For adding / removing pages, I agree - it's a pity there's no GUI application, but I have gotten used to qpdf / pdftk and they are quite powerful and more efficient 90% of the time. Still doesn't excuse no GUI application, but it keeps me able to work.
Xournal++ is old, but it can directly write on PDFs with both pen tablet and scanned image insertion, and can probably add/remove/reorder pages too— Technically I think its file format links to/embeds the whole PDF file, and then probably exports a new one with stuff added on top, or something like that, but the end result is usually that you can directly edit the PDF.
Or do you mean some kind of cryptographic signing? Well, it looks like Adobe offers a webtool too?
You can sign and remove pages using LibreOffice Draw
you can but it has many other issues as it is not a PDF reader. It has no bookmarks, every PDF is opened editable so if there are shapes or text you can accidentally move them, there is no continuous scrolling through a document it is divided into individual pages. PDF is simply not solved on linux at the moment.
Does your PDF Reader and PDF Editor have to be the same application?
No. I rarely edit PDFs. I sign them, bind them, reorganize pages, comment on them. I was an adobe x user then a foxit reader guy on windows, there you can do it all. There is a foxit reader for linux with fraction of the features and have crashed for me constantly (back to my original point that multi OS developments have inferior linux version) Ideally I would prefer a single software to manage my PDFs just like for example I prefer a single software to play my different format of videos.

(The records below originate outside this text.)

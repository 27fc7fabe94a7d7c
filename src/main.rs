use std::rc::Rc;

use anyhow::{ensure, Context, Result};
use glam::Vec3;
use log::{debug, info, warn};

use rusted_locomotion::engine::physics::{ChannelMask, CollisionChannel, CollisionWorld};
use rusted_locomotion::game::characters::{Character, StaminaSettings};
use rusted_locomotion::game::interactive::{InteractiveActor, Ladder, Zipline};
use rusted_locomotion::game::locomotion::{BaseMode, LocomotionConfig};

const DT: f32 = 1.0 / 60.0;

fn main() -> Result<()> {
    // Initialize logger
    env_logger::Builder::from_default_env()
        .filter_level(log::LevelFilter::Info)
        .init();

    info!("Starting locomotion demo...");

    let config = match std::env::args().nth(1) {
        Some(path) => LocomotionConfig::load(&path)
            .with_context(|| format!("Failed to load config {}", path))?,
        None => LocomotionConfig::default().with_default_curves(),
    };

    mantle_scenario(&config).context("Mantle scenario failed")?;
    ladder_scenario(&config).context("Ladder scenario failed")?;
    zipline_scenario(&config).context("Zipline scenario failed")?;
    wall_run_scenario(&config).context("Wall run scenario failed")?;
    slide_scenario(&config).context("Slide scenario failed")?;

    info!("All scenarios finished");
    Ok(())
}

fn spawn(config: &LocomotionConfig, location: Vec3) -> Character {
    Character::new(0, "runner", config.clone(), StaminaSettings::default(), location)
}

/// Floor whose top face is z = 0
fn floor() -> CollisionWorld {
    let mut world = CollisionWorld::new();
    world.add_box(Vec3::new(0.0, 0.0, -50.0), Vec3::new(5000.0, 5000.0, 50.0), ChannelMask::WORLD);
    world
}

/// Tick until `step` reports done, logging events. `step` also feeds the frame's input.
/// Returns the number of frames run.
fn run_until(
    character: &mut Character,
    world: &CollisionWorld,
    max_frames: usize,
    mut step: impl FnMut(&mut Character) -> bool,
) -> usize {
    for frame in 0..max_frames {
        if step(character) {
            return frame;
        }
        character.tick(world, DT);
        for event in character.locomotion.drain_events() {
            debug!("[{}] {:?}", frame, event);
        }
    }
    max_frames
}

fn mantle_scenario(config: &LocomotionConfig) -> Result<()> {
    let mut world = floor();
    world.add_box(
        Vec3::new(300.0, 0.0, 80.0),
        Vec3::new(100.0, 300.0, 80.0),
        ChannelMask::WORLD.with(CollisionChannel::Climbable),
    );
    let mut runner = spawn(config, Vec3::new(0.0, 0.0, 96.0));

    // Walk up to the block, then climb it
    run_until(&mut runner, &world, 60, |c| {
        c.add_movement_input(Vec3::X, 1.0);
        c.body.location().x >= 150.0
    });
    ensure!(runner.mantle(&world), "no ledge detected");

    let frames = run_until(&mut runner, &world, 600, |c| !c.locomotion.is_mantling());
    info!(
        "Mantle finished in {} frames at {:?}",
        frames,
        runner.body.location()
    );
    if runner.locomotion.base_mode() != BaseMode::Grounded {
        warn!("Mantle did not end on the ledge");
    }
    Ok(())
}

fn ladder_scenario(config: &LocomotionConfig) -> Result<()> {
    let mut world = floor();
    world.add_box(
        Vec3::new(200.0, 0.0, 150.0),
        Vec3::new(100.0, 300.0, 150.0),
        ChannelMask::WORLD.with(CollisionChannel::Climbable),
    );
    let ladder = Rc::new(Ladder::new(Vec3::new(100.0, 0.0, 0.0), 180.0, 300.0));
    let mut runner = spawn(config, Vec3::new(20.0, 0.0, 96.0));
    runner.register_interactive(InteractiveActor::Ladder(ladder));

    ensure!(runner.interact_with_ladder(&world), "could not attach to the ladder");
    let frames = run_until(&mut runner, &world, 600, |c| {
        c.climb_ladder_up(1.0);
        !c.locomotion.is_on_ladder()
    });
    info!("Left the ladder after {} frames", frames);

    run_until(&mut runner, &world, 600, |c| !c.locomotion.is_mantling());
    info!("Ladder climb ended at {:?}", runner.body.location());
    Ok(())
}

fn zipline_scenario(config: &LocomotionConfig) -> Result<()> {
    let mut world = floor();
    let zipline = Rc::new(Zipline::build(
        &mut world,
        Vec3::new(0.0, 0.0, 0.0),
        700.0,
        Vec3::new(3000.0, 0.0, 0.0),
        400.0,
    ));
    let length = zipline.cable_length();
    let mut runner = spawn(config, Vec3::new(80.0, 0.0, 96.0));
    runner.register_interactive(InteractiveActor::Zipline(zipline));

    ensure!(runner.interact_with_zipline(), "could not attach to the zipline");
    let start = runner.body.location();
    let frames = run_until(&mut runner, &world, 1200, |c| !c.locomotion.is_on_zipline());
    info!(
        "Rode {:.0} of {:.0} cm in {} frames",
        runner.body.location().distance(start),
        length,
        frames
    );
    ensure!(!runner.locomotion.is_on_zipline(), "never reached the far pole");

    run_until(&mut runner, &world, 600, |c| {
        c.locomotion.base_mode() == BaseMode::Grounded
    });
    Ok(())
}

fn wall_run_scenario(config: &LocomotionConfig) -> Result<()> {
    let mut world = floor();
    world.add_box(
        Vec3::new(0.0, 150.0, 400.0),
        Vec3::new(3000.0, 50.0, 400.0),
        ChannelMask::WORLD.with(CollisionChannel::WallRunnable),
    );
    let mut runner = spawn(config, Vec3::new(0.0, 0.0, 96.0));

    runner.request_sprint(&world);
    runner.request_wall_run();
    let heading = Vec3::new(1.0, 0.5, 0.0).normalize();
    runner.add_movement_input(heading, 1.0);
    runner.tick(&world, DT);
    ensure!(runner.jump(), "could not jump");

    run_until(&mut runner, &world, 120, |c| {
        c.locomotion.is_wall_running() || c.locomotion.base_mode() == BaseMode::Grounded
    });
    if !runner.locomotion.is_wall_running() {
        warn!("Landed before reaching the wall");
        return Ok(());
    }
    let params = runner.locomotion.wall_run_parameters();
    info!("Wall run on the {:?} at {} cm/s", params.side, params.speed);

    let frames = run_until(&mut runner, &world, 600, |c| !c.locomotion.is_wall_running());
    info!("Wall run lasted {} frames", frames);
    Ok(())
}

fn slide_scenario(config: &LocomotionConfig) -> Result<()> {
    let mut world = CollisionWorld::new();
    world.add_box(Vec3::new(0.0, 0.0, -50.0), Vec3::new(1500.0, 1500.0, 50.0), ChannelMask::WORLD);
    world.add_box(Vec3::new(0.0, 0.0, -1050.0), Vec3::new(5000.0, 5000.0, 50.0), ChannelMask::WORLD);
    let mut runner = spawn(config, Vec3::new(0.0, 0.0, 96.0));

    runner.request_sprint(&world);
    runner.add_movement_input(Vec3::X, 1.0);
    runner.tick(&world, DT);
    ensure!(runner.start_slide(), "could not start sliding");
    runner.stop_sprint_request();

    let frames = run_until(&mut runner, &world, 600, |c| !c.locomotion.is_sliding());
    info!(
        "Slide ended after {} frames at {:?} ({:?})",
        frames,
        runner.body.location(),
        runner.locomotion.base_mode()
    );
    Ok(())
}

I use AnyDesk regularly myself and haven't run into an issue aside from the dark theming of my desktop making some text a bit hard to read.
What's the issue you're having?
gnome has those little icon on the top bar and anydesk also creates one while running. That little icon created a big unclickable are in the corner of the screen and i could not close my full screen windows. I had to delete a javascript file from gnome that places those icons in the topbar to solve this issue as anydesk has no setting to hide it.
That's actually an Ubuntu specific problem then, since vanilla gnome doesn't come with tray icons
Xournal++ should be a proper PDF reader that can sign a PDF and add and remove pages. Haven't tried doing the latter personally though. It looks a bit old and might be hard to find, but it's always worked suspiciously fine for me and is still in active development.
The "Adobe Acrobat" brand apparently also has a web app for signing PDFs. This is like, the first web search result for "PDF signing".
I've also tried Inkscape import as vector and then reexport, which works fine for visually signing single pages. Just make sure you render the text to paths on import, instead of converting them to SVG text— And don't actually do this, because it's kinda dumb, so just use Xournal++ or the Adobe website instead, but there are options.
Granted, depending on how your experience with Xournal goes, these options are indeed not as convenient or easy as they should be.
No! This term refers to, like, three three different things already, all of which have largely been either practical failures or grifts. Prescriptivism is usually just pedantry, but HTML5 web apps aren't even on that inauspicious list.